Apples and tulips started their journey in the hills of Kazakhstan and were spread throughout the world by humans. The legend of Johnny Appleseed is validated but the truth behind his history is not so flattering. He is said to have been a "seedy" character and because of the way he established orchards (from seed and not from grafting), there were not many edible apples, which thereby fueled the production of hard cider and an intoxicated period in American history.

The tulip section explores the bubble economy created around this flower in Holland in the 17th century, in which one of the most precious bulbs could sell for the value of the nicest homes in Amsterdam. Ironically, the color variations that were the most exotic were caused by a disease. This documentary shows the flower auction in Aalsmeer, Holland, which is a facility the size of 200 football fields and where 19 million flowers from around the world change hands every day.

"It is like a sea of flowers. It is almost like watching paint being mixed on a palette. You watch this line of Yellow sunflowers snaking its way through an ocean of red tulips."

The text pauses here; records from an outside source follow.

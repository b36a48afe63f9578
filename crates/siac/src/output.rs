//! Output formatting: table, JSON, plain.
//!
//! Renders data in the format selected by `--output`. Table uses `tabled`,
//! structured formats use serde, plain emits one identifier per line.

use std::io::{self, IsTerminal, Write};

use owo_colors::OwoColorize;
use siac_core::{AlertSeverity, DeviceStatus};
use tabled::{Table, Tabled, settings::Style};

use crate::cli::{ColorMode, OutputFormat};
use crate::error::CliError;

// ── Color helpers ────────────────────────────────────────────────────

/// Determine whether color output should be enabled.
pub fn should_color(mode: &ColorMode) -> bool {
    match mode {
        ColorMode::Always => true,
        ColorMode::Never => false,
        ColorMode::Auto => io::stderr().is_terminal() && std::env::var("NO_COLOR").is_err(),
    }
}

pub fn paint_status(status: DeviceStatus, color: bool) -> String {
    let text = status.to_string();
    if !color {
        return text;
    }
    match status {
        DeviceStatus::Online => text.green().to_string(),
        DeviceStatus::Offline => text.red().to_string(),
        DeviceStatus::Warning => text.yellow().to_string(),
        DeviceStatus::Unknown => text.dimmed().to_string(),
    }
}

pub fn paint_severity(severity: AlertSeverity, color: bool) -> String {
    let text = severity.to_string();
    if !color {
        return text;
    }
    match severity {
        AlertSeverity::Critical => text.red().bold().to_string(),
        AlertSeverity::High => text.red().to_string(),
        AlertSeverity::Medium => text.yellow().to_string(),
        AlertSeverity::Low => text.cyan().to_string(),
    }
}

// ── Render dispatchers ───────────────────────────────────────────────

/// Render a list of serde-serializable + tabled items in the chosen format.
pub fn render_list<T, R>(
    format: &OutputFormat,
    data: &[T],
    to_row: impl Fn(&T) -> R,
    id_fn: impl Fn(&T) -> String,
) -> Result<String, CliError>
where
    T: serde::Serialize,
    R: Tabled,
{
    Ok(match format {
        OutputFormat::Table => {
            let rows: Vec<R> = data.iter().map(to_row).collect();
            render_table(&rows)
        }
        OutputFormat::Json => serde_json::to_string_pretty(data)?,
        OutputFormat::JsonCompact => serde_json::to_string(data)?,
        OutputFormat::Plain => data.iter().map(&id_fn).collect::<Vec<_>>().join("\n"),
    })
}

/// Render a single item. Table format uses `detail_fn`, since detail views
/// are key/value text rather than a table.
pub fn render_single<T>(
    format: &OutputFormat,
    data: &T,
    detail_fn: impl Fn(&T) -> String,
    id_fn: impl Fn(&T) -> String,
) -> Result<String, CliError>
where
    T: serde::Serialize + ?Sized,
{
    Ok(match format {
        OutputFormat::Table => detail_fn(data),
        OutputFormat::Json => serde_json::to_string_pretty(data)?,
        OutputFormat::JsonCompact => serde_json::to_string(data)?,
        OutputFormat::Plain => id_fn(data),
    })
}

/// Print the rendered output to stdout, respecting quiet mode.
pub fn print_output(output: &str, quiet: bool) {
    if quiet || output.is_empty() {
        return;
    }
    let mut stdout = io::stdout().lock();
    let _ = writeln!(stdout, "{output}");
}

/// Print a status line to stderr, respecting quiet mode.
pub fn print_status(message: &str, quiet: bool, color: bool) {
    if quiet {
        return;
    }
    if color {
        eprintln!("{} {message}", "✓".green());
    } else {
        eprintln!("{message}");
    }
}

fn render_table<R: Tabled>(rows: &[R]) -> String {
    Table::new(rows).with(Style::rounded()).to_string()
}

/// `-` for absent optional text.
pub fn or_dash(value: Option<&str>) -> String {
    value.unwrap_or("-").to_owned()
}

#[cfg(test)]
#[allow(clippy::unwrap_used)]
mod tests {
    use super::*;

    #[derive(serde::Serialize, Tabled)]
    struct Row {
        id: String,
    }

    fn rows() -> Vec<Row> {
        vec![Row { id: "a".into() }, Row { id: "b".into() }]
    }

    #[test]
    fn plain_lists_one_id_per_line() {
        let out =
            render_list(&OutputFormat::Plain, &rows(), |r| Row { id: r.id.clone() }, |r| r.id.clone())
                .unwrap();
        assert_eq!(out, "a\nb");
    }

    #[test]
    fn compact_json_is_single_line() {
        let out = render_list(
            &OutputFormat::JsonCompact,
            &rows(),
            |r| Row { id: r.id.clone() },
            |r| r.id.clone(),
        )
        .unwrap();
        assert_eq!(out, r#"[{"id":"a"},{"id":"b"}]"#);
    }

    #[test]
    fn uncolored_labels_are_plain_text() {
        assert_eq!(paint_status(DeviceStatus::Online, false), "online");
        assert_eq!(paint_severity(AlertSeverity::High, false), "high");
        assert_ne!(paint_status(DeviceStatus::Offline, true), "offline");
    }
}
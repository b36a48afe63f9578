// ── Device domain type ──

use chrono::{DateTime, Utc};
use serde::Serialize;
use strum::{Display, EnumString};

use super::kind::{Entity, EntityKind};
use crate::store::{DataStore, EntityCollection};

/// Reported device health. Anything the backend sends that isn't one of
/// the known values maps to [`Unknown`](Self::Unknown).
#[derive(
    Debug, Clone, Copy, PartialEq, Eq, Hash, Default, Serialize, Display, EnumString,
)]
#[strum(serialize_all = "lowercase", ascii_case_insensitive)]
#[serde(rename_all = "lowercase")]
pub enum DeviceStatus {
    Online,
    Offline,
    Warning,
    #[default]
    Unknown,
}

impl DeviceStatus {
    pub fn parse_lossy(raw: &str) -> Self {
        raw.parse().unwrap_or_default()
    }

    pub fn is_online(self) -> bool {
        matches!(self, Self::Online)
    }
}

/// An IoT device in the inventory.
#[derive(Debug, Clone, PartialEq, Serialize)]
pub struct Device {
    pub id: String,
    pub name: Option<String>,
    pub device_type: Option<String>,
    pub firmware_version: Option<String>,
    pub location: Option<String>,
    pub tags: Vec<String>,
    pub status: DeviceStatus,
    pub last_seen: Option<DateTime<Utc>>,
}

impl Device {
    /// A device known only by id, e.g. first seen in a status push.
    pub fn bare(id: impl Into<String>) -> Self {
        Self {
            id: id.into(),
            name: None,
            device_type: None,
            firmware_version: None,
            location: None,
            tags: Vec::new(),
            status: DeviceStatus::Unknown,
            last_seen: None,
        }
    }

    /// Name for display, falling back to the id.
    pub fn display_name(&self) -> &str {
        self.name.as_deref().unwrap_or(&self.id)
    }
}

impl Entity for Device {
    const KIND: EntityKind = EntityKind::Device;

    fn key(&self) -> String {
        self.id.clone()
    }

    fn collection(store: &DataStore) -> &EntityCollection<Self> {
        &store.devices
    }
}
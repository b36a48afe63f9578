// In-process fakes for the backend and the event stream.

use std::collections::{HashMap, VecDeque};
use std::sync::Mutex;
use std::time::Duration;

use secrecy::SecretString;
use siac_api::{Connector, EventSocket, Frame};
use tokio::sync::{Semaphore, mpsc};
use url::Url;

use crate::action::Action;
use crate::backend::{ActionResponse, Backend, Snapshot};
use crate::error::CoreError;
use crate::model::{DashboardSummary, ResourceKind};

fn failure(message: &str) -> CoreError {
    CoreError::Api {
        message: message.to_owned(),
        status: Some(500),
    }
}

/// Scripted [`Backend`]. Fetches return the last snapshot set for the
/// resource (empty by default); actions pop scripted responses and default
/// to an empty success. A gated backend holds every action until
/// [`release`](Self::release).
pub(crate) struct FakeBackend {
    snapshots: Mutex<HashMap<ResourceKind, Result<Snapshot, String>>>,
    responses: Mutex<VecDeque<Result<ActionResponse, String>>>,
    executed: Mutex<Vec<Action>>,
    fetches: Mutex<Vec<ResourceKind>>,
    fetch_delay: Mutex<Duration>,
    gate: Option<Semaphore>,
}

impl FakeBackend {
    pub fn new() -> Self {
        Self {
            snapshots: Mutex::new(HashMap::new()),
            responses: Mutex::new(VecDeque::new()),
            executed: Mutex::new(Vec::new()),
            fetches: Mutex::new(Vec::new()),
            fetch_delay: Mutex::new(Duration::ZERO),
            gate: None,
        }
    }

    pub fn gated() -> Self {
        Self {
            gate: Some(Semaphore::new(0)),
            ..Self::new()
        }
    }

    pub fn set_snapshot(&self, snapshot: Snapshot) {
        self.snapshots
            .lock()
            .unwrap()
            .insert(snapshot.resource(), Ok(snapshot));
    }

    pub fn fail_fetch(&self, resource: ResourceKind, message: &str) {
        self.snapshots
            .lock()
            .unwrap()
            .insert(resource, Err(message.to_owned()));
    }

    pub fn set_fetch_delay(&self, delay: Duration) {
        *self.fetch_delay.lock().unwrap() = delay;
    }

    pub fn respond_next(&self, response: ActionResponse) {
        self.responses.lock().unwrap().push_back(Ok(response));
    }

    pub fn fail_next_action(&self, message: &str) {
        self.responses
            .lock()
            .unwrap()
            .push_back(Err(message.to_owned()));
    }

    pub fn release(&self, actions: usize) {
        if let Some(gate) = &self.gate {
            gate.add_permits(actions);
        }
    }

    pub fn executed(&self) -> Vec<Action> {
        self.executed.lock().unwrap().clone()
    }

    pub fn fetch_count(&self, resource: ResourceKind) -> usize {
        self.fetches
            .lock()
            .unwrap()
            .iter()
            .filter(|r| **r == resource)
            .count()
    }
}

impl Backend for FakeBackend {
    async fn fetch(&self, resource: ResourceKind) -> Result<Snapshot, CoreError> {
        self.fetches.lock().unwrap().push(resource);
        let delay = *self.fetch_delay.lock().unwrap();
        if !delay.is_zero() {
            tokio::time::sleep(delay).await;
        }
        let scripted = self.snapshots.lock().unwrap().get(&resource).cloned();
        match scripted {
            Some(Ok(snapshot)) => Ok(snapshot),
            Some(Err(message)) => Err(failure(&message)),
            None => Ok(match resource {
                ResourceKind::Devices => Snapshot::Devices(Vec::new()),
                ResourceKind::Alerts => Snapshot::Alerts(Vec::new()),
                ResourceKind::Telemetry => Snapshot::Telemetry(Vec::new()),
                ResourceKind::Intrusions => Snapshot::Intrusions(Vec::new()),
                ResourceKind::Summary => Snapshot::Summary(DashboardSummary::default()),
            }),
        }
    }

    async fn execute(&self, action: &Action) -> Result<ActionResponse, CoreError> {
        self.executed.lock().unwrap().push(action.clone());
        if let Some(gate) = &self.gate {
            gate.acquire()
                .await
                .map_err(|_| failure("gate closed"))?
                .forget();
        }
        let scripted = self.responses.lock().unwrap().pop_front();
        match scripted {
            Some(Ok(response)) => Ok(response),
            Some(Err(message)) => Err(failure(&message)),
            None => Ok(ActionResponse::Empty),
        }
    }
}

/// Event-stream connector fed from a channel. The first `connect` yields a
/// socket reading the channel; later ones (and all of them when refusing)
/// fail.
pub(crate) struct ChannelConnector {
    inbound: Mutex<Option<mpsc::UnboundedReceiver<Frame>>>,
}

impl ChannelConnector {
    pub fn new() -> (Self, mpsc::UnboundedSender<Frame>) {
        let (tx, rx) = mpsc::unbounded_channel();
        (
            Self {
                inbound: Mutex::new(Some(rx)),
            },
            tx,
        )
    }

    pub fn refusing() -> Self {
        Self {
            inbound: Mutex::new(None),
        }
    }
}

pub(crate) struct ChannelSocket {
    inbound: mpsc::UnboundedReceiver<Frame>,
}

impl Connector for ChannelConnector {
    type Socket = ChannelSocket;

    async fn connect(
        &self,
        _url: &Url,
        _bearer: Option<&SecretString>,
    ) -> Result<ChannelSocket, siac_api::Error> {
        let inbound = self.inbound.lock().unwrap().take();
        inbound
            .map(|inbound| ChannelSocket { inbound })
            .ok_or_else(|| siac_api::Error::WebSocketConnect("connection refused".into()))
    }
}

impl EventSocket for ChannelSocket {
    async fn recv(&mut self) -> Option<Result<Frame, siac_api::Error>> {
        self.inbound.recv().await.map(Ok)
    }

    async fn send_text(&mut self, _text: String) -> Result<(), siac_api::Error> {
        Ok(())
    }

    async fn close(&mut self) {}
}
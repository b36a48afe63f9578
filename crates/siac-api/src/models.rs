// Wire types for the SIAC-IoT backend (`/api/v1`).
//
// Field names follow the backend's JSON exactly. Optional fields default so
// that partially-populated rows from the time-series store still decode.

use std::collections::HashMap;

use chrono::{DateTime, Utc};
use serde::{Deserialize, Serialize};
use serde_json::Value;

// ── Auth ─────────────────────────────────────────────────────────────

#[derive(Debug, Clone, Serialize)]
pub struct AuthRequest {
    pub username: String,
    pub password: String,
}

#[derive(Debug, Clone, Deserialize)]
pub struct AuthResponse {
    pub access_token: String,
    #[serde(default)]
    pub refresh_token: Option<String>,
    #[serde(default = "default_token_type")]
    pub token_type: String,
}

fn default_token_type() -> String {
    "bearer".into()
}

/// Non-2xx response body.
#[derive(Debug, Clone, Deserialize)]
pub struct ErrorBody {
    #[serde(default)]
    pub detail: Option<Value>,
}

// ── Devices ──────────────────────────────────────────────────────────

#[derive(Debug, Clone, PartialEq, Serialize, Deserialize)]
pub struct DeviceRecord {
    pub device_id: String,
    #[serde(default)]
    pub name: Option<String>,
    #[serde(default, rename = "type")]
    pub device_type: Option<String>,
    #[serde(default)]
    pub fw_version: Option<String>,
    #[serde(default)]
    pub location: Option<String>,
    #[serde(default)]
    pub tags: Option<Vec<String>>,
    #[serde(default)]
    pub status: Option<String>,
    #[serde(default)]
    pub last_seen: Option<DateTime<Utc>>,
}

/// `POST /devices` body.
#[derive(Debug, Clone, Default, PartialEq, Serialize)]
pub struct DeviceCreate {
    pub device_id: String,
    #[serde(skip_serializing_if = "Option::is_none")]
    pub name: Option<String>,
    #[serde(rename = "type", skip_serializing_if = "Option::is_none")]
    pub device_type: Option<String>,
    #[serde(skip_serializing_if = "Option::is_none")]
    pub fw_version: Option<String>,
    #[serde(skip_serializing_if = "Option::is_none")]
    pub location: Option<String>,
    #[serde(skip_serializing_if = "Vec::is_empty")]
    pub tags: Vec<String>,
}

/// `PUT /devices/{id}` body. Only set fields are sent.
#[derive(Debug, Clone, Default, PartialEq, Serialize)]
pub struct DeviceUpdate {
    #[serde(skip_serializing_if = "Option::is_none")]
    pub name: Option<String>,
    #[serde(rename = "type", skip_serializing_if = "Option::is_none")]
    pub device_type: Option<String>,
    #[serde(skip_serializing_if = "Option::is_none")]
    pub fw_version: Option<String>,
    #[serde(skip_serializing_if = "Option::is_none")]
    pub location: Option<String>,
    #[serde(skip_serializing_if = "Option::is_none")]
    pub tags: Option<Vec<String>>,
}

impl DeviceUpdate {
    pub fn is_empty(&self) -> bool {
        self == &Self::default()
    }
}

/// `device_status` event payload.
#[derive(Debug, Clone, PartialEq, Deserialize)]
pub struct DeviceStatusChange {
    pub device_id: String,
    pub status: String,
    #[serde(default)]
    pub ts: Option<DateTime<Utc>>,
}

/// `device_deleted` event payload.
#[derive(Debug, Clone, PartialEq, Deserialize)]
pub struct DeviceDeleted {
    pub device_id: String,
    #[serde(default)]
    pub ts: Option<DateTime<Utc>>,
}

// ── Alerts ───────────────────────────────────────────────────────────

#[derive(Debug, Clone, PartialEq, Serialize, Deserialize)]
pub struct AlertRecord {
    pub alert_id: String,
    pub device_id: String,
    pub ts: DateTime<Utc>,
    pub severity: String,
    #[serde(default)]
    pub score: f64,
    #[serde(default)]
    pub reason: Option<String>,
    #[serde(default)]
    pub acknowledged: bool,
    #[serde(default)]
    pub resolved: bool,
    #[serde(default)]
    pub metadata: Option<HashMap<String, Value>>,
}

// ── Telemetry ────────────────────────────────────────────────────────

/// Nested sensor block some device firmwares still emit.
#[derive(Debug, Clone, Default, PartialEq, Serialize, Deserialize)]
pub struct SensorBlock {
    #[serde(default)]
    pub temperature: Option<f64>,
    #[serde(default)]
    pub humidity: Option<f64>,
    #[serde(default)]
    pub distance: Option<f64>,
    #[serde(default)]
    pub motion: Option<bool>,
}

#[derive(Debug, Clone, Default, PartialEq, Serialize, Deserialize)]
pub struct NetBlock {
    #[serde(default)]
    pub tx_bytes: u64,
    #[serde(default)]
    pub rx_bytes: u64,
    #[serde(default)]
    pub connections: u32,
}

#[derive(Debug, Clone, PartialEq, Serialize, Deserialize)]
pub struct TelemetryRecord {
    pub device_id: String,
    pub ts: DateTime<Utc>,
    #[serde(default)]
    pub temperature: Option<f64>,
    #[serde(default)]
    pub humidity: Option<f64>,
    #[serde(default)]
    pub distance: Option<f64>,
    #[serde(default)]
    pub motion: Option<bool>,
    #[serde(default)]
    pub tx_bytes: Option<u64>,
    #[serde(default)]
    pub rx_bytes: Option<u64>,
    #[serde(default)]
    pub connections: Option<u32>,
    #[serde(default)]
    pub sensors: Option<SensorBlock>,
    #[serde(default)]
    pub net: Option<NetBlock>,
}

// ── Intrusion detection ──────────────────────────────────────────────

/// One Suricata log row. Every field is optional on the wire.
#[derive(Debug, Clone, Default, PartialEq, Serialize, Deserialize)]
pub struct IdsLogRecord {
    #[serde(default)]
    pub event_ts: Option<DateTime<Utc>>,
    #[serde(default)]
    pub event_type: Option<String>,
    #[serde(default)]
    pub src_ip: Option<String>,
    #[serde(default)]
    pub src_port: Option<String>,
    #[serde(default)]
    pub dest_ip: Option<String>,
    #[serde(default)]
    pub dest_port: Option<String>,
    #[serde(default)]
    pub proto: Option<String>,
    #[serde(default)]
    pub signature: Option<String>,
    #[serde(default)]
    pub signature_id: Option<String>,
    #[serde(default)]
    pub severity: Option<String>,
}

// ── Dashboard ────────────────────────────────────────────────────────

/// `GET /dashboard_summary`. The backend returns `{}` when its store is
/// down, so every field defaults.
#[derive(Debug, Clone, Default, PartialEq, Serialize, Deserialize)]
pub struct DashboardSummary {
    #[serde(default)]
    pub total_devices: u64,
    #[serde(default)]
    pub alerts_24h: u64,
    #[serde(default)]
    pub alerts_active: u64,
    #[serde(default)]
    pub anomalies_24h: u64,
    #[serde(default)]
    pub telemetry_24h: u64,
    #[serde(default)]
    pub data_volume_today_gb: f64,
    #[serde(default)]
    pub system_status: Option<String>,
}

There are many aesthetic comments like this in the film. One of the most interesting is about the coincidence that we share similar values of beauty with a bug, the bee, who is attracted to pretty flowers and symmetry.

The section on marijuana points out that a plant must have a specialty to attract us. This can be sweetness, beauty, sustenance or, in the case of cannabis, a chemical that we can get high from. It is said that only one culture we know of did not have a botanical vice; the Inuit, because it was too cold to grow anything in their climate. Although pot had been a historic drug, it was not until the latter part of the 20th century that scientists understood how it worked in the brain. It turns out that it affects the same receptor responsible for allowing us to forget, so we are not overwhelmed by the retention of information and events.

The potato section explains how this South American tuber made its way to Europe and fueled growth in previously famished areas, but that banking on one type of potato led to a total crop failure in Ireland during the potato famine.

The message of the film is that monoculture is bad, and biodiversity is good. This is not a bad metaphor for society, the workplace, and our own personal diversity of the food we eat, what we read, and how we occupy out time.